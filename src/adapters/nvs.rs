//! NVS (Non-Volatile Storage) adapter.
//!
//! Implements [`PositionStore`] for the last settled tilt percentage.
//!
//! Record layout: namespace `"storage"`, key `"state"`, one `i32`.  The
//! same record earlier firmware wrote, so a device keeps its position
//! across a firmware swap.
//!
//! - **`target_os = "espidf"`**: ESP-IDF `nvs_*` calls, one commit per save.
//! - **`not(target_os = "espidf")`**: in-memory map for host tests and
//!   simulation.

use crate::app::ports::{PositionStore, StoreError};
use crate::app::state::TiltPercentage;
use log::info;

#[cfg(not(target_os = "espidf"))]
use std::collections::HashMap;
#[cfg(not(target_os = "espidf"))]
use std::sync::Mutex;

#[cfg(target_os = "espidf")]
use esp_idf_svc::sys::*;
#[cfg(target_os = "espidf")]
use log::warn;

const POSITION_NAMESPACE: &str = "storage";
const POSITION_KEY: &str = "state";

pub struct NvsPositionStore {
    #[cfg(not(target_os = "espidf"))]
    store: Mutex<HashMap<String, i32>>,
}

impl NvsPositionStore {
    /// Create the store and initialise NVS flash.
    ///
    /// On first boot or after a version mismatch the NVS partition is
    /// erased and re-initialised automatically.
    pub fn new() -> Result<Self, StoreError> {
        #[cfg(target_os = "espidf")]
        {
            // SAFETY: called once from the main task before any NVS access.
            let ret = unsafe { nvs_flash_init() };
            if ret == ESP_ERR_NVS_NO_FREE_PAGES as esp_err_t
                || ret == ESP_ERR_NVS_NEW_VERSION_FOUND as esp_err_t
            {
                warn!("NVS: erasing and re-initialising flash partition");
                if unsafe { nvs_flash_erase() } != ESP_OK as esp_err_t {
                    return Err(StoreError::IoError);
                }
                if unsafe { nvs_flash_init() } != ESP_OK as esp_err_t {
                    return Err(StoreError::IoError);
                }
            } else if ret != ESP_OK as esp_err_t {
                return Err(StoreError::IoError);
            }
            info!("NvsPositionStore: ESP-IDF NVS initialised");
        }

        #[cfg(not(target_os = "espidf"))]
        info!("NvsPositionStore: simulation backend");

        Ok(Self {
            #[cfg(not(target_os = "espidf"))]
            store: Mutex::new(HashMap::new()),
        })
    }

    #[cfg(not(target_os = "espidf"))]
    fn composite_key(namespace: &str, key: &str) -> String {
        format!("{}::{}", namespace, key)
    }

    /// Overwrite the raw record (simulation only), e.g. to plant a corrupt value.
    #[cfg(not(target_os = "espidf"))]
    pub fn write_raw(&self, value: i32) {
        self.store
            .lock()
            .unwrap_or_else(std::sync::PoisonError::into_inner)
            .insert(Self::composite_key(POSITION_NAMESPACE, POSITION_KEY), value);
    }

    /// Raw record as stored (simulation only).
    #[cfg(not(target_os = "espidf"))]
    pub fn read_raw(&self) -> Option<i32> {
        self.store
            .lock()
            .unwrap_or_else(std::sync::PoisonError::into_inner)
            .get(&Self::composite_key(POSITION_NAMESPACE, POSITION_KEY))
            .copied()
    }

    /// Open an NVS namespace, execute a closure with the handle, then close.
    #[cfg(target_os = "espidf")]
    fn with_nvs_handle<F, T>(namespace: &str, write: bool, f: F) -> Result<T, esp_err_t>
    where
        F: FnOnce(nvs_handle_t) -> Result<T, esp_err_t>,
    {
        let mut ns_buf = [0u8; 16];
        let ns_bytes = namespace.as_bytes();
        let len = ns_bytes.len().min(15);
        ns_buf[..len].copy_from_slice(&ns_bytes[..len]);

        let mut handle: nvs_handle_t = 0;
        let mode = if write {
            nvs_open_mode_t_NVS_READWRITE
        } else {
            nvs_open_mode_t_NVS_READONLY
        };

        let ret = unsafe { nvs_open(ns_buf.as_ptr() as *const _, mode, &mut handle) };
        if ret != ESP_OK as esp_err_t {
            return Err(ret);
        }

        let result = f(handle);
        unsafe {
            nvs_close(handle);
        }
        result
    }
}

/// Map the raw record onto a position; out-of-range values are corrupt.
fn decode_record(raw: i32) -> Result<TiltPercentage, StoreError> {
    u8::try_from(raw)
        .ok()
        .and_then(TiltPercentage::new)
        .ok_or(StoreError::Corrupted)
}

impl PositionStore for NvsPositionStore {
    fn load(&self) -> Result<TiltPercentage, StoreError> {
        #[cfg(not(target_os = "espidf"))]
        {
            let key = Self::composite_key(POSITION_NAMESPACE, POSITION_KEY);
            let raw = self
                .store
                .lock()
                .unwrap_or_else(std::sync::PoisonError::into_inner)
                .get(&key)
                .copied()
                .ok_or(StoreError::NotFound)?;
            decode_record(raw)
        }

        #[cfg(target_os = "espidf")]
        {
            let result = Self::with_nvs_handle(POSITION_NAMESPACE, false, |handle| {
                let key_cstr = b"state\0";
                let mut value: i32 = 0;
                let ret = unsafe { nvs_get_i32(handle, key_cstr.as_ptr() as *const _, &mut value) };
                if ret != ESP_OK as esp_err_t {
                    return Err(ret);
                }
                Ok(value)
            });
            match result {
                Ok(raw) => decode_record(raw),
                // Missing namespace and missing key both mean first boot.
                Err(e) if e == ESP_ERR_NVS_NOT_FOUND as esp_err_t => Err(StoreError::NotFound),
                Err(e) => {
                    warn!("NVS: read of {}/{} failed ({})", POSITION_NAMESPACE, POSITION_KEY, e);
                    Err(StoreError::IoError)
                }
            }
        }
    }

    fn save(&self, tilt: TiltPercentage) -> Result<(), StoreError> {
        #[cfg(not(target_os = "espidf"))]
        {
            let key = Self::composite_key(POSITION_NAMESPACE, POSITION_KEY);
            self.store
                .lock()
                .unwrap_or_else(std::sync::PoisonError::into_inner)
                .insert(key, i32::from(tilt.get()));
            info!("NvsPositionStore: saved {}", tilt);
            Ok(())
        }

        #[cfg(target_os = "espidf")]
        {
            Self::with_nvs_handle(POSITION_NAMESPACE, true, |handle| {
                let key_cstr = b"state\0";
                let ret = unsafe {
                    nvs_set_i32(handle, key_cstr.as_ptr() as *const _, i32::from(tilt.get()))
                };
                if ret != ESP_OK as esp_err_t {
                    return Err(ret);
                }
                let ret = unsafe { nvs_commit(handle) };
                if ret != ESP_OK as esp_err_t {
                    return Err(ret);
                }
                Ok(())
            })
            .map_err(|e| {
                warn!("NVS: write of {}/{} failed ({})", POSITION_NAMESPACE, POSITION_KEY, e);
                StoreError::IoError
            })?;
            info!("NvsPositionStore: saved {}", tilt);
            Ok(())
        }
    }
}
-*-
What the task requires. Transcribe only, please, the lines from the first line of the records through the line with "commit per save.". Both of those lines are included.

Reply.
filename src/adapters/nvs.rs
//! NVS (Non-Volatile Storage) adapter.
//!
//! Implements [`PositionStore`] for the last settled tilt percentage.
//!
//! Record layout: namespace `"storage"`, key `"state"`, one `i32`.  The
//! same record earlier firmware wrote, so a device keeps its position
//! across a firmware swap.
//!
//! - **`target_os = "espidf"`**: ESP-IDF `nvs_*` calls, one commit per save.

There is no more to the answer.